Some people argue that the black economy also generates jobs and production. For instance, they argue that a lot of goods are bought in the market using black incomes, and that leads to increase in production and employment. They argue that the black economy generates informal sector employment and helps the poor. Some go to the extent of arguing that India escaped the worst effects of the global recession in 2008, and the economy only slowed down because a large amount of black money was floating around—which generated additional demand. Some justify bribes as “speed money” that enables work to be done faster. There is some truth in all this. Yet, it can be shown that the ill-effects of the black economy far outweigh its beneficial effects.

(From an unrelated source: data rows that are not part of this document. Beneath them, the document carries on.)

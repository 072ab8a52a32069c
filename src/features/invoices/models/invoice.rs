use rust_decimal::Decimal;
use serde::{Deserialize, Serialize};
use serde_json::{Map, Value};
use utoipa::ToSchema;

use super::{FileMetadata, ProcessingStatus};
use crate::shared::types::{de_id, de_null_default, de_opt_id};

#[derive(Debug, Clone, Default, PartialEq, Serialize, Deserialize, ToSchema)]
#[serde(rename_all = "camelCase")]
pub struct InvoiceItem {
    #[serde(default, deserialize_with = "de_opt_id")]
    pub id: Option<String>,
    #[serde(default, deserialize_with = "de_null_default")]
    pub quantity: Decimal,
    #[serde(default)]
    pub description: Option<String>,
    #[serde(default, deserialize_with = "de_null_default")]
    pub price: Decimal,
    #[serde(default, deserialize_with = "de_null_default")]
    pub tax: Decimal,
    #[serde(default, deserialize_with = "de_opt_id")]
    pub invoice_id: Option<String>,
}

/// Invoice extracted by the backend from an uploaded file.
///
/// Decoding accepts the legacy snake_case spellings of a few fields; the
/// camelCase value wins when both are present. Serialization is camelCase only.
#[derive(Debug, Clone, Default, PartialEq, Serialize, Deserialize, ToSchema)]
#[serde(rename_all = "camelCase", from = "RawInvoice")]
pub struct Invoice {
    pub id: String,
    pub invoice_date: Option<String>,
    pub company_name: Option<String>,
    pub address: Option<String>,
    pub tax_number: Option<String>,
    pub invoice_no: Option<String>,
    pub branch: Option<String>,
    pub subtotal: Option<Decimal>,
    pub total_tax: Option<Decimal>,
    pub total: Option<Decimal>,
    pub payment_method: Option<String>,
    /// 1 or 2
    pub invoice_type: Option<i32>,
    pub items: Vec<InvoiceItem>,
    pub created_date: Option<String>,
    pub modified_date: Option<String>,
    pub file: Option<FileMetadata>,
    pub file_id: Option<String>,
    pub cost_center_name: Option<String>,
    pub cost_center_id: Option<String>,
    pub expense_type_id: Option<String>,
    #[schema(value_type = Option<Object>)]
    pub extra_data: Option<Map<String, Value>>,
    pub genuinity_rank: Option<f64>,
    pub client_id: Option<String>,
}

impl Invoice {
    /// Status of the attached file, if any
    pub fn status(&self) -> Option<ProcessingStatus> {
        self.file.as_ref()?.status
    }

    pub fn has_file_id(&self, file_id: &str) -> bool {
        self.file_id.as_deref() == Some(file_id)
    }
}

#[derive(Deserialize)]
#[serde(rename_all = "camelCase")]
struct RawInvoice {
    #[serde(default, deserialize_with = "de_id")]
    id: String,
    invoice_date: Option<String>,
    #[serde(rename = "invoice_date")]
    legacy_invoice_date: Option<String>,
    company_name: Option<String>,
    #[serde(rename = "company_name")]
    legacy_company_name: Option<String>,
    address: Option<String>,
    tax_number: Option<String>,
    #[serde(rename = "tax_number")]
    legacy_tax_number: Option<String>,
    invoice_no: Option<String>,
    #[serde(rename = "invoice_no")]
    legacy_invoice_no: Option<String>,
    branch: Option<String>,
    subtotal: Option<Decimal>,
    total_tax: Option<Decimal>,
    #[serde(rename = "total_tax")]
    legacy_total_tax: Option<Decimal>,
    total: Option<Decimal>,
    payment_method: Option<String>,
    #[serde(rename = "payment_method")]
    legacy_payment_method: Option<String>,
    invoice_type: Option<i32>,
    #[serde(default, deserialize_with = "de_null_default")]
    items: Vec<InvoiceItem>,
    created_date: Option<String>,
    modified_date: Option<String>,
    file: Option<FileMetadata>,
    #[serde(default, deserialize_with = "de_opt_id")]
    file_id: Option<String>,
    cost_center_name: Option<String>,
    #[serde(default, deserialize_with = "de_opt_id")]
    cost_center_id: Option<String>,
    #[serde(default, deserialize_with = "de_opt_id")]
    expense_type_id: Option<String>,
    extra_data: Option<Map<String, Value>>,
    genuinity_rank: Option<f64>,
    #[serde(default, deserialize_with = "de_opt_id")]
    client_id: Option<String>,
}

impl From<RawInvoice> for Invoice {
    fn from(raw: RawInvoice) -> Self {
        // Fall back to the nested file when the flat id is missing
        let file_id = raw
            .file_id
            .or_else(|| raw.file.as_ref().map(|f| f.id.clone()).filter(|id| !id.is_empty()));

        Invoice {
            id: raw.id,
            invoice_date: raw.invoice_date.or(raw.legacy_invoice_date),
            company_name: raw.company_name.or(raw.legacy_company_name),
            address: raw.address,
            tax_number: raw.tax_number.or(raw.legacy_tax_number),
            invoice_no: raw.invoice_no.or(raw.legacy_invoice_no),
            branch: raw.branch,
            subtotal: raw.subtotal,
            total_tax: raw.total_tax.or(raw.legacy_total_tax),
            total: raw.total,
            payment_method: raw.payment_method.or(raw.legacy_payment_method),
            invoice_type: raw.invoice_type,
            items: raw.items,
            created_date: raw.created_date,
            modified_date: raw.modified_date,
            file: raw.file,
            file_id,
            cost_center_name: raw.cost_center_name,
            cost_center_id: raw.cost_center_id,
            expense_type_id: raw.expense_type_id,
            extra_data: raw.extra_data,
            genuinity_rank: raw.genuinity_rank,
            client_id: raw.client_id,
        }
    }
}

#[cfg(test)]
mod tests {
    use super::*;
    use serde_json::json;
    use std::str::FromStr;

    #[test]
    fn test_legacy_snake_case_fields_are_accepted() {
        let invoice: Invoice = serde_json::from_value(json!({
            "id": 7,
            "company_name": "Acme",
            "invoice_no": "INV-1",
            "total_tax": 1.5,
            "payment_method": "Cash",
            "items": null
        }))
        .unwrap();

        assert_eq!(invoice.id, "7");
        assert_eq!(invoice.company_name.as_deref(), Some("Acme"));
        assert_eq!(invoice.invoice_no.as_deref(), Some("INV-1"));
        assert_eq!(invoice.total_tax, Some(Decimal::from_str("1.5").unwrap()));
        assert_eq!(invoice.payment_method.as_deref(), Some("Cash"));
        assert!(invoice.items.is_empty());
    }

    #[test]
    fn test_camel_case_wins_over_legacy() {
        let invoice: Invoice = serde_json::from_value(json!({
            "id": "a",
            "companyName": "New Name",
            "company_name": "Old Name"
        }))
        .unwrap();
        assert_eq!(invoice.company_name.as_deref(), Some("New Name"));

        let out = serde_json::to_value(&invoice).unwrap();
        assert_eq!(out["companyName"], json!("New Name"));
        assert!(out.get("company_name").is_none());
    }

    #[test]
    fn test_status_and_file_id_come_from_nested_file() {
        let invoice: Invoice = serde_json::from_value(json!({
            "id": 1,
            "file": {"id": 55, "status": 3, "invoice": {"id": 1}},
            "items": [{"quantity": 2, "description": "Paper", "price": "10.00", "tax": null}],
            "extraData": {"currency": "IDR"}
        }))
        .unwrap();

        assert_eq!(invoice.status(), Some(ProcessingStatus::Completed));
        assert!(invoice.has_file_id("55"));
        assert_eq!(invoice.items[0].quantity, Decimal::from(2));
        assert_eq!(invoice.items[0].tax, Decimal::ZERO);
        assert_eq!(
            invoice.extra_data.as_ref().and_then(|m| m.get("currency")),
            Some(&json!("IDR"))
        );
    }
}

Think of bribe as “speed money”. In order to extract a bribe, the bureaucracy first slows down work and harasses the public. If work was automatically done, why would anyone pay bribes? Thus, the system has to be made inefficient so that those who can afford to pay can get their work done quickly but the rest continue to suffer. The administration becomes rundown since rather than devising ways to work efficiently, it is busy thinking of ways to make money by setting up roadblocks to efficient functioning. This has spawned a culture of ‘middlemen’ and personal approach to officers. Things hardly happen in the routine manner. The corrupt need the middleman to insulate themselves from direct public contact lest someone reports them. The bribe-giver also, not knowing how much to bribe and how to contact the administrator in charge, finds it a convenient arrangement.

MUCH of the black economy in India is like “digging holes and filling them”. That is, one digs a hole during the day and then another fills it up at night; the next day there is zero output but two salaries are paid. This is “activity without productivity”. An example is of poorly made roads that get washed away or become pot-holed with every rain and need repeated repairs. Thus, instead of new roads coming up, much of the budget allocation is spent on maintenance. Teachers may not teach properly in class so that students have to go for tuitions. Not only have families to pay extra but the students find learning to be insipid and lose interest. This affects their creativity and future.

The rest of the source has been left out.